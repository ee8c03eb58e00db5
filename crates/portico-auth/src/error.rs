//! Error types for authentication.

use thiserror::Error;

/// Authentication-specific errors.
#[derive(Debug, Error)]
pub enum AuthError {
    /// Database error.
    #[error("database error: {0}")]
    Database(#[from] sqlx::Error),

    /// Invalid credentials.
    #[error("Invalid username or password.")]
    InvalidCredentials,

    /// Session not found or expired.
    #[error("session not found or expired")]
    SessionNotFound,

    /// Password hashing error.
    #[error("password hashing error")]
    PasswordHashError,

    /// Validation error.
    #[error("validation error: {0}")]
    Validation(String),
}

/// Result type alias for authentication operations.
pub type Result<T> = std::result::Result<T, AuthError>;
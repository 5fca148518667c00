//! Portfolio record types
//!
//! Each collection has a stored record (carrying the store-assigned `id`)
//! and a `New*` insert shape without it. Records are never mutated after
//! creation.

use crate::{Error, Result};
use chrono::{DateTime, Utc};
use serde::{Deserialize, Serialize};

/// The portfolio owner. At most one is expected per store.
#[derive(Debug, Clone, PartialEq, Eq, Serialize, Deserialize)]
#[serde(rename_all = "camelCase")]
pub struct Profile {
    pub id: i64,
    pub name: String,
    pub title: String,
    pub bio: String,
    pub location: String,
    pub email: String,
    pub github_url: Option<String>,
    pub linkedin_url: Option<String>,
    pub resume_url: Option<String>,
}

#[derive(Debug, Clone, PartialEq, Eq, Serialize, Deserialize)]
#[serde(rename_all = "camelCase")]
pub struct NewProfile {
    pub name: String,
    pub title: String,
    pub bio: String,
    pub location: String,
    pub email: String,
    pub github_url: Option<String>,
    pub linkedin_url: Option<String>,
    pub resume_url: Option<String>,
}

impl NewProfile {
    pub(crate) fn into_record(self, id: i64) -> Profile {
        Profile {
            id,
            name: self.name,
            title: self.title,
            bio: self.bio,
            location: self.location,
            email: self.email,
            github_url: self.github_url,
            linkedin_url: self.linkedin_url,
            resume_url: self.resume_url,
        }
    }
}

/// A named skill. `category` is a free-text grouping key.
#[derive(Debug, Clone, PartialEq, Eq, Serialize, Deserialize)]
#[serde(rename_all = "camelCase")]
pub struct Skill {
    pub id: i64,
    pub name: String,
    pub category: String,
}

#[derive(Debug, Clone, PartialEq, Eq, Serialize, Deserialize)]
#[serde(rename_all = "camelCase")]
pub struct NewSkill {
    pub name: String,
    pub category: String,
}

impl NewSkill {
    pub fn new(name: impl Into<String>, category: impl Into<String>) -> Self {
        Self {
            name: name.into(),
            category: category.into(),
        }
    }

    pub(crate) fn into_record(self, id: i64) -> Skill {
        Skill {
            id,
            name: self.name,
            category: self.category,
        }
    }
}

#[derive(Debug, Clone, PartialEq, Eq, Serialize, Deserialize)]
#[serde(rename_all = "camelCase")]
pub struct Project {
    pub id: i64,
    pub title: String,
    pub description: String,
    pub image_url: String,
    pub project_url: Option<String>,
    pub repo_url: Option<String>,
    /// Technologies in display order (never empty)
    pub technologies: Vec<String>,
}

#[derive(Debug, Clone, PartialEq, Eq, Serialize, Deserialize)]
#[serde(rename_all = "camelCase")]
pub struct NewProject {
    pub title: String,
    pub description: String,
    pub image_url: String,
    pub project_url: Option<String>,
    pub repo_url: Option<String>,
    pub technologies: Vec<String>,
}

impl NewProject {
    /// Reject a project without any technologies
    pub fn check(&self) -> Result<()> {
        if self.technologies.is_empty() {
            return Err(Error::InvalidRecord(format!(
                "project '{}' must list at least one technology",
                self.title
            )));
        }
        Ok(())
    }

    pub(crate) fn into_record(self, id: i64) -> Project {
        Project {
            id,
            title: self.title,
            description: self.description,
            image_url: self.image_url,
            project_url: self.project_url,
            repo_url: self.repo_url,
            technologies: self.technologies,
        }
    }
}

/// A work history entry. `period` is a free-text date range.
#[derive(Debug, Clone, PartialEq, Eq, Serialize, Deserialize)]
#[serde(rename_all = "camelCase")]
pub struct Experience {
    pub id: i64,
    pub company: String,
    pub position: String,
    pub period: String,
    pub description: String,
}

#[derive(Debug, Clone, PartialEq, Eq, Serialize, Deserialize)]
#[serde(rename_all = "camelCase")]
pub struct NewExperience {
    pub company: String,
    pub position: String,
    pub period: String,
    pub description: String,
}

impl NewExperience {
    pub(crate) fn into_record(self, id: i64) -> Experience {
        Experience {
            id,
            company: self.company,
            position: self.position,
            period: self.period,
            description: self.description,
        }
    }
}

#[derive(Debug, Clone, PartialEq, Eq, Serialize, Deserialize)]
#[serde(rename_all = "camelCase")]
pub struct Education {
    pub id: i64,
    pub school: String,
    pub degree: String,
    pub field: String,
    pub year: String,
}

#[derive(Debug, Clone, PartialEq, Eq, Serialize, Deserialize)]
#[serde(rename_all = "camelCase")]
pub struct NewEducation {
    pub school: String,
    pub degree: String,
    pub field: String,
    pub year: String,
}

impl NewEducation {
    pub(crate) fn into_record(self, id: i64) -> Education {
        Education {
            id,
            school: self.school,
            degree: self.degree,
            field: self.field,
            year: self.year,
        }
    }
}

/// A contact-form submission.
///
/// `created_at` is always set by the store at insertion time.
#[derive(Debug, Clone, PartialEq, Eq, Serialize, Deserialize)]
#[serde(rename_all = "camelCase")]
pub struct Message {
    pub id: i64,
    pub name: String,
    pub email: String,
    pub message: String,
    pub created_at: DateTime<Utc>,
}

/// Validated contact-form input (see [`crate::validation`])
#[derive(Debug, Clone, PartialEq, Eq, Serialize, Deserialize)]
pub struct NewMessage {
    pub name: String,
    pub email: String,
    pub message: String,
}

impl NewMessage {
    pub(crate) fn into_record(self, id: i64, created_at: DateTime<Utc>) -> Message {
        Message {
            id,
            name: self.name,
            email: self.email,
            message: self.message,
            created_at,
        }
    }
}

#[cfg(test)]
mod tests {
    use super::*;

    #[test]
    fn test_project_serializes_camel_case_with_nulls() {
        let project = NewProject {
            title: "TabSaver".to_string(),
            description: "Task manager".to_string(),
            image_url: "/tabsaver.png".to_string(),
            project_url: None,
            repo_url: Some("#".to_string()),
            technologies: vec!["Next.js".to_string()],
        }
        .into_record(3);

        let json = serde_json::to_value(&project).unwrap();
        assert_eq!(json["id"], 3);
        assert_eq!(json["imageUrl"], "/tabsaver.png");
        assert!(json["projectUrl"].is_null());
        assert_eq!(json["repoUrl"], "#");
        assert_eq!(json["technologies"][0], "Next.js");
    }

    #[test]
    fn test_project_without_technologies_is_rejected() {
        let project = NewProject {
            title: "Empty".to_string(),
            description: "d".to_string(),
            image_url: "/x.png".to_string(),
            project_url: None,
            repo_url: None,
            technologies: vec![],
        };
        assert!(matches!(project.check(), Err(Error::InvalidRecord(_))));
    }

    #[test]
    fn test_message_created_at_field_name() {
        let message = NewMessage {
            name: "Ada".to_string(),
            email: "ada@example.com".to_string(),
            message: "Hello".to_string(),
        }
        .into_record(1, Utc::now());

        let json = serde_json::to_value(&message).unwrap();
        assert!(json["createdAt"].is_string());
        assert!(json.get("created_at").is_none());
    }
}
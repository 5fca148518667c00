//! Folio CLI - serve and maintain the portfolio content API

use clap::{Args, Parser, Subcommand};
use folio::config::{self, FolioConfig};
use folio::seed::{self, SeedReport};
use folio::server::{self, ServerOptions};
use folio::storage::{self, ContentStore};
use folio::ui::{self, Icons};
use std::path::PathBuf;
use std::sync::Arc;
use tracing_subscriber::{EnvFilter, fmt, prelude::*};

#[derive(Parser)]
#[command(name = "folio")]
#[command(version)]
#[command(about = "Portfolio content API - profile, skills, projects and contact messages")]
#[command(long_about = r#"
Folio serves a personal portfolio as a small JSON API:
  • GET  /api/profile, /api/skills, /api/projects, /api/experience, /api/education
  • POST /api/messages for the contact form

Without DATABASE_URL the content lives in memory for the life of the process.

Example usage:
  folio serve --port 5000
  DATABASE_URL=sqlite://data/folio.db folio serve --static-dir dist
  folio stats --database-url sqlite://data/folio.db
"#)]
struct Cli {
    /// Enable verbose logging
    #[arg(short, long, global = true)]
    verbose: bool,

    /// Path to the config file
    #[arg(short, long, global = true)]
    config: Option<PathBuf>,

    #[command(subcommand)]
    command: Commands,
}

#[derive(Args, Clone)]
struct StoreArgs {
    /// Connection string of the persistent store (sqlite://PATH)
    #[arg(long, env = "DATABASE_URL")]
    database_url: Option<String>,
}

#[derive(Subcommand)]
enum Commands {
    /// Seed the store and serve the API
    Serve {
        #[command(flatten)]
        store: StoreArgs,

        /// Address to bind
        #[arg(long)]
        host: Option<String>,

        /// Port to listen on
        #[arg(short, long, env = "PORT")]
        port: Option<u16>,

        /// Built frontend to serve for non-API paths
        #[arg(long)]
        static_dir: Option<String>,
    },

    /// Seed the configured store and exit
    Seed {
        #[command(flatten)]
        store: StoreArgs,
    },

    /// Show row counts per collection
    Stats {
        #[command(flatten)]
        store: StoreArgs,
    },

    /// List received contact messages
    Messages {
        #[command(flatten)]
        store: StoreArgs,

        /// Print as JSON
        #[arg(long)]
        json: bool,
    },

    /// Write a starter folio.toml
    Init {
        /// Connection string to record in the config
        #[arg(long)]
        database_url: Option<String>,

        /// Overwrite an existing config
        #[arg(long)]
        force: bool,
    },
}

fn resolve_config(path: Option<&PathBuf>, overrides: FolioConfig) -> anyhow::Result<FolioConfig> {
    let file = config::load_config(path.map(PathBuf::as_path))?.unwrap_or_default();
    Ok(file.merge(overrides))
}

fn open_configured_store(config: &FolioConfig) -> anyhow::Result<Arc<dyn ContentStore>> {
    let store = storage::open_store(config.database_url())?;
    tracing::debug!("Using {} store", store.backend());
    Ok(store)
}

#[tokio::main]
async fn main() -> anyhow::Result<()> {
    // A missing .env is fine
    let _ = dotenvy::dotenv();

    let cli = Cli::parse();

    // Initialize logging
    let filter = if cli.verbose {
        EnvFilter::new("debug")
    } else {
        EnvFilter::try_from_default_env().unwrap_or_else(|_| EnvFilter::new("info"))
    };

    tracing_subscriber::registry()
        .with(fmt::layer())
        .with(filter)
        .init();

    match cli.command {
        Commands::Serve { store, host, port, static_dir } => {
            let config = resolve_config(
                cli.config.as_ref(),
                FolioConfig { database_url: store.database_url, host, port, static_dir },
            )?;
            let options = ServerOptions {
                addr: config.socket_addr()?,
                static_dir: config.static_dir(),
            };
            let store = open_configured_store(&config)?;
            server::start_server(options, store).await?;
        }

        Commands::Seed { store } => {
            let config = resolve_config(
                cli.config.as_ref(),
                FolioConfig { database_url: store.database_url, ..FolioConfig::default() },
            )?;
            if config.database_url().is_none() {
                ui::warn("No DATABASE_URL configured; seeding an in-memory store that is discarded on exit");
            }
            let store = open_configured_store(&config)?;

            match seed::seed_store(store.as_ref())? {
                SeedReport::Skipped => ui::info("Seed", "profile already present, nothing to do"),
                report => ui::success(&format!("Seed complete: {}", report)),
            }
            store.close()?;
        }

        Commands::Stats { store } => {
            let config = resolve_config(
                cli.config.as_ref(),
                FolioConfig { database_url: store.database_url, ..FolioConfig::default() },
            )?;
            let store = open_configured_store(&config)?;
            let stats = store.stats()?;

            ui::status(Icons::DATABASE, "Store", store.backend());
            ui::section(&format!(" {} Folio Statistics ", Icons::STATS));
            println!("{}", ui::stats_table(&stats));
            store.close()?;
        }

        Commands::Messages { store, json } => {
            let config = resolve_config(
                cli.config.as_ref(),
                FolioConfig { database_url: store.database_url, ..FolioConfig::default() },
            )?;
            let store = open_configured_store(&config)?;
            let messages = store.messages()?;

            if json {
                println!("{}", serde_json::to_string_pretty(&messages)?);
            } else if messages.is_empty() {
                ui::info("Messages", "none received");
            } else {
                for message in &messages {
                    println!(
                        "{} #{} {} <{}> {}",
                        Icons::MAIL,
                        message.id,
                        message.name,
                        message.email,
                        ui::muted(&message.created_at.to_rfc3339())
                    );
                    println!("   {}", ui::dim(&message.message));
                }
                ui::summary_row("Total:", &messages.len().to_string());
            }
            store.close()?;
        }

        Commands::Init { database_url, force } => {
            let path = cli.config.unwrap_or_else(config::default_config_path);
            let starter = FolioConfig {
                database_url,
                host: Some(config::DEFAULT_HOST.to_string()),
                port: Some(config::DEFAULT_PORT),
                static_dir: None,
            };
            config::write_config(&path, &starter, force)?;
            ui::success(&format!("{} Wrote {}", Icons::SPARKLE, path.display()));
        }
    }

    Ok(())
}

● **Activity**:
Where a line of the records above holds the word "format", copy that line.

● **Result of this exercise**:
            return Err(Error::InvalidRecord(format!(
                report => ui::success(&format!("Seed complete: {}", report)),
            ui::section(&format!(" {} Folio Statistics ", Icons::STATS));
            ui::success(&format!("{} Wrote {}", Icons::SPARKLE, path.display()));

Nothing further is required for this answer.